Le quotidien des directeurs d’école : « Rien n’a changé depuis le décès de Christine Renon »

Un an après le décès de Christine Renon, directrice d’école à Pantin, en septembre 2019, les revendications des directrices et directeurs d’école sont restés les mêmes. Nombreux sont ceux qui dénotent l’absence de changement depuis cet évènement et leur quotidien semble être toujours aussi épuisant.

« C’est la course totale« , ce sont les premiers mots que la directrice Agathe formule lorsque nous décrochons le téléphone. Nous entendons sa voix essoufflée et devinons à travers le téléphone qu’elle peine à reprendre sa respiration. Nous pourrions presque entendre les palpitations de son cœur et voir ce dernier s’emballer. Elle poursuit tout en essayant de reprendre son souffle. « Je ne fais que courir« .

Agathe a 38 ans et est directrice d’école maternelle dans la région PACA. Travaillant dans la fonction publique, elle est soumise à un devoir de réserve. Nous préservons donc son identité. Elle a débuté en tant que directrice d’école maternelle, en septembre 2016, sans aucune formation. Ce n’est qu’à la fin de l’année, qu’elle a bénéficié d’un stage de formation d’une durée de trois semaines. Pendant cette période, elle explique avoir dû apprendre énormément de choses en un laps de temps assez court. Une réalité qui ne la concerne pas uniquement. L’enquête d’Opinionnway publié le 7 janvier dernier sur le site du ministère de l’Éducation Nationale révèle que sur les 64% de la profession à avoir répondu au sondage, 54% des directeurs indiquent n’avoir jamais « bénéficié de formation continue depuis leur entrée dans la fonction ». Et de nombreux directeurs disent ressentir le besoin d’une formation.
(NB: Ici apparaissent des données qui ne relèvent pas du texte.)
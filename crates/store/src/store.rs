use async_trait::async_trait;

use warden_core::{
    Client, ClientId, ContextId, GatewayContext, OrgId, Policy, PolicyOverride, TenantId,
};

use crate::error::StoreError;

/// A stored client together with the hash of its issued API key.
#[derive(Debug, Clone)]
pub struct ClientRecord {
    /// The client row.
    pub client: Client,
    /// SHA-256 hex of the raw license key issued to this client
    /// (legacy API-key path).
    pub license_key_hash: String,
}

/// Loads the policies applicable to a (tenant, org) scope.
///
/// One load materialises all applicable rows: the system tier always,
/// the organization tier when `org` matches, the tenant tier when
/// `tenant` matches — each with at most one live override.
#[async_trait]
pub trait PolicyStore: Send + Sync {
    /// Load applicable policies with their matching non-expired override.
    async fn load_policies(
        &self,
        tenant: &TenantId,
        org: Option<&OrgId>,
    ) -> Result<Vec<(Policy, Option<PolicyOverride>)>, StoreError>;
}

/// Persists and retrieves gateway pre-check contexts.
#[async_trait]
pub trait ContextStore: Send + Sync {
    /// Persist a context.
    async fn put_context(&self, ctx: &GatewayContext) -> Result<(), StoreError>;

    /// Fetch a context by id. `Ok(None)` means the id is unknown.
    async fn get_context(&self, id: &ContextId) -> Result<Option<GatewayContext>, StoreError>;

    /// Remove expired contexts. Returns the number deleted.
    async fn purge_expired(&self) -> Result<u64, StoreError>;
}

/// Looks up registered client applications.
#[async_trait]
pub trait ClientStore: Send + Sync {
    /// Fetch a client record by id. `Ok(None)` means the id is unknown.
    async fn get_client(&self, id: &ClientId) -> Result<Option<ClientRecord>, StoreError>;
}
use std::path::Path;
use std::sync::Arc;
use std::time::Duration;

use clap::Parser;
use tracing::{info, warn};

use warden_audit::{
    AuditQueue, AuditQueueConfig, AuditWriter, FallbackFile, MemoryAuditWriter,
    PostgresAuditWriter, RetryPolicy,
};
use warden_auth::{Authenticator, JwtLicenseValidator, UserTokenValidator};
use warden_connector::{ConnectorRegistry, LogConnector, load_connectors_file};
use warden_core::Policy;
use warden_policy::{PolicyEngine, PolicyRepository};
use warden_scanner::{IndiaPiiDetector, RegionalPiiDetector, Scanner, seed_policies};
use warden_server::api;
use warden_server::config::WardenConfig;
use warden_server::{
    MemoryKillSwitch, PricingTable, RateLimiter, RuntimeSettings, ServerError, ServerMetrics,
    ServiceContext,
};
use warden_store::{ClientStore, ContextStore, MemoryStore, PolicyStore, PostgresStore};

/// Warden gateway HTTP server.
#[derive(Parser, Debug)]
#[command(name = "warden-server", about = "AI-governance gateway for LLM and data access")]
struct Cli {
    /// Path to the TOML configuration file.
    #[arg(short, long, default_value = "warden.toml")]
    config: String,

    /// Override the bind host.
    #[arg(long)]
    host: Option<String>,

    /// Override the bind port.
    #[arg(long)]
    port: Option<u16>,
}

#[tokio::main]
async fn main() -> Result<(), Box<dyn std::error::Error>> {
    tracing_subscriber::fmt()
        .with_env_filter(
            tracing_subscriber::EnvFilter::try_from_default_env()
                .unwrap_or_else(|_| tracing_subscriber::EnvFilter::new("info")),
        )
        .init();

    let cli = Cli::parse();

    let config: WardenConfig = if Path::new(&cli.config).exists() {
        let contents = std::fs::read_to_string(&cli.config)?;
        toml::from_str(&contents)?
    } else {
        info!(path = %cli.config, "config file not found, using defaults");
        WardenConfig::default()
    };

    // Pattern compilation is the first thing that can fail: an invalid
    // built-in pattern aborts startup.
    let _scanner = Scanner::new()?;

    // Persistence backend. One store implements every capability; the
    // handlers only see the traits.
    let (policy_store, context_store, client_store, audit_writer): (
        Arc<dyn PolicyStore>,
        Arc<dyn ContextStore>,
        Arc<dyn ClientStore>,
        Arc<dyn AuditWriter>,
    ) = match config.store.backend.as_str() {
        "memory" => {
            let store = Arc::new(MemoryStore::with_policies(seed_policies()));
            info!("using in-memory store with seeded system policies");
            (
                Arc::clone(&store) as _,
                Arc::clone(&store) as _,
                store as _,
                Arc::new(MemoryAuditWriter::new()) as _,
            )
        }
        "postgres" => {
            let url = config
                .store
                .url
                .as_deref()
                .ok_or_else(|| ServerError::Config("store.url is required for postgres".into()))?;
            let store = Arc::new(PostgresStore::new(url, &config.store.prefix).await?);
            seed_if_empty(&store).await?;
            let writer =
                PostgresAuditWriter::new(store.pool().clone(), &config.store.prefix).await?;
            info!(prefix = %config.store.prefix, "using postgres store");
            (
                Arc::clone(&store) as _,
                Arc::clone(&store) as _,
                store as _,
                Arc::new(writer) as _,
            )
        }
        other => {
            return Err(ServerError::Config(format!("unknown store backend: {other}")).into());
        }
    };

    // Audit queue with fallback file.
    let fallback = Arc::new(
        FallbackFile::open(
            Path::new(&config.audit.fallback_path),
            Duration::from_secs(config.audit.fsync_interval_seconds),
        )
        .await?,
    );
    let queue = Arc::new(AuditQueue::spawn(
        audit_writer,
        fallback,
        AuditQueueConfig {
            capacity: config.audit.queue_capacity,
            batch_size: config.audit.batch_size,
            batch_window: Duration::from_millis(config.audit.batch_window_ms),
            mode: config.audit.mode,
            retry: RetryPolicy {
                max_attempts: config.audit.max_attempts.max(3),
                ..RetryPolicy::default()
            },
        },
    ));

    // Policy repository and engine.
    let repository = Arc::new(PolicyRepository::new(
        policy_store,
        Duration::from_secs(config.policy.cache_ttl_seconds),
    ));

    // Authentication.
    let authenticator = Arc::new(Authenticator::new(
        client_store,
        Arc::new(JwtLicenseValidator::new(&config.deployment.license_secret)),
        UserTokenValidator::new(&config.deployment.user_token_secret, config.deployment.mode),
    ));

    // Connector registry from the YAML file, when configured.
    let registry = Arc::new(ConnectorRegistry::new());
    if let Some(ref file) = config.connectors.file {
        let parsed = load_connectors_file(Path::new(file))?;
        for (name, entry) in &parsed.connectors {
            if !entry.enabled {
                info!(connector = %name, "connector disabled, not registered");
                continue;
            }
            // Driver construction is delegated to out-of-tree builds; the
            // in-tree fallback logs instead of reaching a real backend.
            if entry.kind != "log" {
                warn!(connector = %name, kind = %entry.kind, "no in-tree driver, using log connector");
            }
            registry.register(Arc::new(LogConnector::new(name.clone())), entry);
        }
        info!(count = registry.count(), "connectors registered");
    }

    let regional: Vec<Arc<dyn RegionalPiiDetector>> = vec![Arc::new(IndiaPiiDetector::new()?)];

    let rate_limiter = config
        .rate_limit
        .enabled
        .then(|| Arc::new(RateLimiter::new(Duration::from_secs(config.rate_limit.window_seconds))));

    if config.proxy.enabled {
        warn!("proxy.enabled is set but no orchestrator is linked into this build");
    }

    let state = ServiceContext {
        engine: PolicyEngine::new(),
        policies: repository,
        auth: authenticator,
        connectors: registry,
        audit: Arc::clone(&queue),
        contexts: context_store,
        kill_switch: Some(Arc::new(MemoryKillSwitch::new())),
        rate_limiter,
        regional: Arc::new(regional),
        pricing: PricingTable::new(),
        metrics: Arc::new(ServerMetrics::default()),
        orchestrator: None,
        settings: RuntimeSettings {
            context_ttl: chrono::Duration::minutes(
                i64::try_from(config.deployment.context_ttl_minutes.max(5)).unwrap_or(5),
            ),
            permissive: config.deployment.permissive,
            community_tenant: config.deployment.community_tenant.clone(),
            health_deadline: Duration::from_millis(config.connectors.health_deadline_ms),
            fetch_deadline: Duration::from_secs(5),
            tenant_rate_limit: config.rate_limit.tenant_requests_per_window,
        },
    };

    let app = api::router(state);

    let host = cli.host.unwrap_or(config.server.host);
    let port = cli.port.unwrap_or(config.server.port);
    let addr = format!("{host}:{port}");

    let listener = tokio::net::TcpListener::bind(&addr).await?;
    info!(address = %addr, "warden-server listening");

    axum::serve(listener, app)
        .with_graceful_shutdown(shutdown_signal())
        .await?;

    // Drain the audit queue before exiting; entries that cannot be
    // written are spilled to the fallback file.
    queue
        .shutdown(Duration::from_secs(config.server.shutdown_timeout_seconds))
        .await;

    info!("warden-server shut down");
    Ok(())
}

/// Seed the system-tier policy set on first run.
async fn seed_if_empty(store: &PostgresStore) -> Result<(), ServerError> {
    let count = store
        .policy_count()
        .await
        .map_err(|e| ServerError::Config(e.to_string()))?;
    if count > 0 {
        return Ok(());
    }
    let policies: Vec<Policy> = seed_policies();
    for policy in &policies {
        store
            .upsert_policy(policy)
            .await
            .map_err(|e| ServerError::Config(e.to_string()))?;
    }
    info!(count = policies.len(), "seeded system policies");
    Ok(())
}

/// Wait for SIGINT or SIGTERM, then return to trigger graceful shutdown.
async fn shutdown_signal() {
    let ctrl_c = async {
        tokio::signal::ctrl_c()
            .await
            .expect("failed to install Ctrl+C handler");
    };

    #[cfg(unix)]
    let terminate = async {
        tokio::signal::unix::signal(tokio::signal::unix::SignalKind::terminate())
            .expect("failed to install SIGTERM handler")
            .recv()
            .await;
    };

    #[cfg(not(unix))]
    let terminate = std::future::pending::<()>();

    tokio::select! {
        () = ctrl_c => { info!("received SIGINT"); }
        () = terminate => { info!("received SIGTERM"); }
    }
}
Mais avant d’être directrice, Agathe est enseignante. En effet, la direction des établissements du premier degré (maternelle et élémentaire) est confiée à un instituteur ayant au moins deux ans d’ancienneté. Le directeur cumule donc deux postes. C’est le cas d’Agathe qui enseigne quatre jours sur cinq, mais aussi celui de Claire ancienne directrice de maternelle et Jean-François directeur en école primaire depuis 20 ans près de Reims.

« Une surcharge de travail« 

Pour assurer son poste à la direction, Agathe dispose d’un jour pendant lequel elle est déchargée de son poste d’enseignante. Mais ces heures ne semblent pas suffisantes. Depuis l’affaire de Christine Renon, tous trois affirment haut et fort : « Concrètement, non, il ne s’est rien passé. Il n’y a eu que des annonces« . Ce que réclament les directeurs c’est plus de temps, plus de décharges et une aide administrative. « Depuis des années et des années, c’est ce qu'[ils] demandent » affirment Agathe.

Tous ou presque ont encore en mémoire le suicide de Christine Renon. Il y a un an, une vague de protestations dénonçant les conditions de travail des directrices et directeurs d’école, déferlait sur les réseaux et différents médias. Christine Renon avait laissé une lettre accusant l »Éducation Nationale et le gouvernement de les surmener et de ne pas mettre en place des dispositifs leur permettant d’alléger leur charge de travail. En ayant rencontré plusieurs directrices et directeurs d’école, les conditions de travail ne semblent pas avoir évolué.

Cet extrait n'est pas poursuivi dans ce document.